Give students 1 minute to read the context and the problems. You may wish to share with the class that programming elevators in buildings to best meet the demands of the people in the building can be a complicated task depending on the number of floors in a building, the number of people, and the number of elevators. For example, many large buildings in cities have elevators programmed to stay near the ground floor in the morning when employees are arriving and then stay on higher floors in the afternoon when employees leave work.

Arrange students in groups of 2. Give 2–3 minutes of quiet work time for the first two question and then ask students to pause and discuss their solutions with their partner. Give 3–4 minutes for partners to work on the remaining questions followed by a whole-class discussion.

Students may mix up height and time while working with these expressions. For example, they may think that at \(h = 0\), the height of the elevators is 16 meters and 12 meters, respectively, instead of the correct interpretation that the elevators reach a height of 0 meters at 16 seconds and 12 seconds, respectively.

This discussion should focus on the act of setting the two expressions equal and what that means in the context of the situation.

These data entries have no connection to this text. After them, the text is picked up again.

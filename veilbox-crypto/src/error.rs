//! Error types for the primitive layer.

use thiserror::Error;

/// Result type for crypto operations.
pub type CryptoResult<T> = Result<T, CryptoError>;

/// Errors raised by encryption primitives.
///
/// These are surfaced untouched by the primitive layer. Callers that face a
/// user boundary translate them into their own taxonomy.
#[derive(Debug, Error)]
pub enum CryptoError {
    #[error("encryption failed: {0}")]
    Encryption(String),

    #[error("decryption failed: {0}")]
    Decryption(String),

    #[error("key derivation failed: {0}")]
    KeyDerivation(String),

    #[error("invalid key length: expected {expected}, got {actual}")]
    InvalidKeyLength { expected: usize, actual: usize },

    #[error("invalid nonce length: expected {expected}, got {actual}")]
    InvalidNonce { expected: usize, actual: usize },

    #[error("encoding error: {0}")]
    Encoding(String),
}

impl From<base64::DecodeError> for CryptoError {
    fn from(err: base64::DecodeError) -> Self {
        CryptoError::Encoding(err.to_string())
    }
}
//! Core configuration.

use crate::error::{CoreError, CoreResult};
use serde::{Deserialize, Serialize};
use std::time::Duration;
use veilbox_crypto::KdfParams;

/// How a link share's wrapping key is derived from its secret.
///
/// Recorded on every `LinkShare`, so changing the configured policy only
/// affects links created afterwards.
#[derive(Clone, Copy, Debug, Default, PartialEq, Eq, Serialize, Deserialize)]
#[serde(rename_all = "camelCase")]
pub enum LinkKeyPolicy {
    /// HKDF over the link secret; a password is stretched with Argon2id and
    /// folded into the HKDF input.
    #[default]
    Hkdf,
    /// The link secret itself is also stretched with Argon2id.
    Argon2Secret,
}

/// Configuration for the Veilbox core.
#[derive(Clone, Debug, Serialize, Deserialize)]
#[serde(rename_all = "camelCase")]
pub struct VeilboxConfig {
    /// Argon2id cost used for new identities and password-protected links.
    pub kdf: KdfParams,

    pub link_policy: LinkKeyPolicy,

    /// Attempts for a ciphertext fetch, including the first.
    pub fetch_retry_attempts: u32,

    /// Linear backoff step between fetch attempts.
    pub fetch_retry_backoff_ms: u64,

    /// Upper bound on plaintext bytes retained by the decrypted-entry cache.
    pub max_cache_bytes: u64,
}

impl Default for VeilboxConfig {
    fn default() -> Self {
        Self {
            kdf: KdfParams::default(),
            link_policy: LinkKeyPolicy::default(),
            fetch_retry_attempts: 3,
            fetch_retry_backoff_ms: 250,
            max_cache_bytes: 256 * 1024 * 1024, // 256 MiB
        }
    }
}

impl VeilboxConfig {
    /// Cheap KDF and near-zero backoff so test suites stay fast.
    pub fn fast_for_tests() -> Self {
        Self {
            kdf: KdfParams::fast_for_tests(),
            fetch_retry_backoff_ms: 1,
            ..Self::default()
        }
    }

    pub fn validate(&self) -> CoreResult<()> {
        self.kdf
            .validate()
            .map_err(|e| CoreError::Config(e.to_string()))?;
        if self.fetch_retry_attempts == 0 {
            return Err(CoreError::Config(
                "fetch_retry_attempts must be at least 1".to_string(),
            ));
        }
        if self.max_cache_bytes == 0 {
            return Err(CoreError::Config(
                "max_cache_bytes must be non-zero".to_string(),
            ));
        }
        Ok(())
    }

    pub(crate) fn retry_policy(&self) -> RetryPolicy {
        RetryPolicy {
            attempts: self.fetch_retry_attempts,
            backoff: Duration::from_millis(self.fetch_retry_backoff_ms),
        }
    }
}

/// Retry policy for idempotent content fetches.
#[derive(Clone, Copy, Debug)]
pub(crate) struct RetryPolicy {
    pub attempts: u32,
    pub backoff: Duration,
}

impl RetryPolicy {
    /// Delay before the given (1-based) retry.
    pub fn delay_for(&self, retry: u32) -> Duration {
        self.backoff * retry
    }
}

#[cfg(test)]
mod tests {
    use super::*;

    #[test]
    fn default_validates() {
        assert!(VeilboxConfig::default().validate().is_ok());
        assert!(VeilboxConfig::fast_for_tests().validate().is_ok());
    }

    #[test]
    fn backoff_is_linear() {
        let policy = RetryPolicy {
            attempts: 3,
            backoff: Duration::from_millis(100),
        };
        assert_eq!(policy.delay_for(1), Duration::from_millis(100));
        assert_eq!(policy.delay_for(2), Duration::from_millis(200));
    }
}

Consider asking the following questions:

• “If someone thought that the height of Elevator A before we started timing was 16 meters because they substituted 0 for the variable of the expression \(0.8h+16\) and got 16, how would you help them correct their answer?” (I would remind them that \(h\) is height and \(0.8h+16\) is the time, so when we start timing at 0 that means \(0.8h+16=0\), not that \(h=0\).)
• “Which of the elevators in the image is A and which is B? How do you know?” (A is the elevator on the right since at time 0 the height is negative, while B is the elevator on the left since at time 0 the height is positive.)
• “How did you find the height when the travel times are equal?” (Since each expression gives the time to travel to a height \(h\), I solved the equation \(0.8h+16=\text- 0.8h+12\), which gives the value of \(h\) when the two expressions are equal.)